//! 阶段定义与各阶段的可渲染视图

use std::fmt;

use crate::models::{DocumentRef, KnowledgeSet, Passage};

/// 流程阶段，严格线性：知识库 → 焦点文档 → 查询 → 结果
#[derive(Debug, Clone, Copy, PartialEq, Eq, Hash, Default)]
pub enum Stage {
    #[default]
    KnowledgeUpload,
    PrimaryUpload,
    Analysis,
    Results,
}

impl Stage {
    /// 该阶段是否要求已选定焦点文档
    pub fn requires_focus(self) -> bool {
        matches!(self, Stage::Analysis | Stage::Results)
    }

    /// "返回"对应的上一屏
    pub fn previous(self) -> Option<Stage> {
        match self {
            Stage::KnowledgeUpload => None,
            Stage::PrimaryUpload => Some(Stage::KnowledgeUpload),
            Stage::Analysis => Some(Stage::PrimaryUpload),
            Stage::Results => Some(Stage::Analysis),
        }
    }
}

impl fmt::Display for Stage {
    fn fmt(&self, f: &mut fmt::Formatter<'_>) -> fmt::Result {
        let name = match self {
            Stage::KnowledgeUpload => "知识库上传",
            Stage::PrimaryUpload => "焦点文档上传",
            Stage::Analysis => "查询",
            Stage::Results => "结果",
        };
        f.write_str(name)
    }
}

/// 当前阶段应渲染的内容
///
/// 进入需要焦点文档的阶段但焦点文档缺失，或未经成功的查询进入结果阶段时，
/// 得到 `NoDocument` 恢复视图而不是错误
#[derive(Debug, Clone, PartialEq, Eq)]
pub enum StageView<'a> {
    KnowledgeUpload {
        accepted: &'a KnowledgeSet,
    },
    PrimaryUpload {
        knowledge: &'a KnowledgeSet,
    },
    Analysis {
        focus: &'a DocumentRef,
        query_text: &'a str,
        can_submit: bool,
    },
    Results {
        focus: &'a DocumentRef,
        query_text: &'a str,
        passages: &'a [Passage],
    },
    /// 恢复视图：只提供返回第一阶段的出口
    NoDocument { requested: Stage },
}

impl StageView<'_> {
    pub fn is_recovery(&self) -> bool {
        matches!(self, StageView::NoDocument { .. })
    }
}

────────────────────────────────────────

Nothing but a number should be given: how many lines of the material contain "Analysis".

6